**Work order:** For the data below, restate word for word only the lines from the line containing "데이터 큐레이션 터미널" through the line containing "let backend = CrosstermBackend::new(stdout);", both ends included.

● ● ● ●

use std::io;
use std::path::PathBuf;
use std::sync::Arc;

use anyhow::Result;
use clap::Parser;
use crossterm::execute;
use crossterm::terminal::{
    disable_raw_mode, enable_raw_mode, EnterAlternateScreen, LeaveAlternateScreen,
};
use ratatui::{backend::CrosstermBackend, Terminal};
use tracing_subscriber::EnvFilter;

use cotdesk_records::DatasetStore;
use cotdesk_tui::App;

/// CoT curation workbench
#[derive(Parser, Debug)]
#[command(name = "cotdesk", version, about = "Chain-of-Thought 데이터 큐레이션 터미널 워크벤치")]
struct Cli {
    /// Seed the list filters from a query string,
    /// e.g. "product_category=SECURITIES&gender=MALE"
    #[arg(long, default_value = "")]
    query: String,

    /// Event tick rate in milliseconds
    #[arg(long, default_value_t = 250)]
    tick_rate: u64,

    /// Write logs to this file; without it logs are discarded so the
    /// terminal stays clean
    #[arg(long)]
    log_file: Option<PathBuf>,
}

fn init_tracing(log_file: Option<&PathBuf>) -> Result<()> {
    let filter = EnvFilter::try_from_default_env().unwrap_or_else(|_| EnvFilter::new("info"));
    match log_file {
        Some(path) => {
            let file = std::fs::File::create(path)?;
            tracing_subscriber::fmt()
                .with_env_filter(filter)
                .with_writer(Arc::new(file))
                .with_ansi(false)
                .init();
        }
        None => {
            tracing_subscriber::fmt()
                .with_env_filter(filter)
                .with_writer(io::sink)
                .init();
        }
    }
    Ok(())
}

#[tokio::main]
async fn main() -> Result<()> {
    let cli = Cli::parse();
    init_tracing(cli.log_file.as_ref())?;

    let store = DatasetStore::with_mock_data();
    let mut app = App::new(store, &cli.query, cli.tick_rate);

    enable_raw_mode()?;
    let mut stdout = io::stdout();
    execute!(stdout, EnterAlternateScreen)?;
    let backend = CrosstermBackend::new(stdout);
    let mut terminal = Terminal::new(backend)?;

    let result = app.run(&mut terminal).await;

    disable_raw_mode()?;
    execute!(terminal.backend_mut(), LeaveAlternateScreen)?;
    terminal.show_cursor()?;

    result
}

● ● ● ●

**Solution to the exercise:**
#[command(name = "cotdesk", version, about = "Chain-of-Thought 데이터 큐레이션 터미널 워크벤치")]
struct Cli {
    /// Seed the list filters from a query string,
    /// e.g. "product_category=SECURITIES&gender=MALE"
    #[arg(long, default_value = "")]
    query: String,

    /// Event tick rate in milliseconds
    #[arg(long, default_value_t = 250)]
    tick_rate: u64,

    /// Write logs to this file; without it logs are discarded so the
    /// terminal stays clean
    #[arg(long)]
    log_file: Option<PathBuf>,
}

fn init_tracing(log_file: Option<&PathBuf>) -> Result<()> {
    let filter = EnvFilter::try_from_default_env().unwrap_or_else(|_| EnvFilter::new("info"));
    match log_file {
        Some(path) => {
            let file = std::fs::File::create(path)?;
            tracing_subscriber::fmt()
                .with_env_filter(filter)
                .with_writer(Arc::new(file))
                .with_ansi(false)
                .init();
        }
        None => {
            tracing_subscriber::fmt()
                .with_env_filter(filter)
                .with_writer(io::sink)
                .init();
        }
    }
    Ok(())
}

#[tokio::main]
async fn main() -> Result<()> {
    let cli = Cli::parse();
    init_tracing(cli.log_file.as_ref())?;

    let store = DatasetStore::with_mock_data();
    let mut app = App::new(store, &cli.query, cli.tick_rate);

    enable_raw_mode()?;
    let mut stdout = io::stdout();
    execute!(stdout, EnterAlternateScreen)?;
    let backend = CrosstermBackend::new(stdout);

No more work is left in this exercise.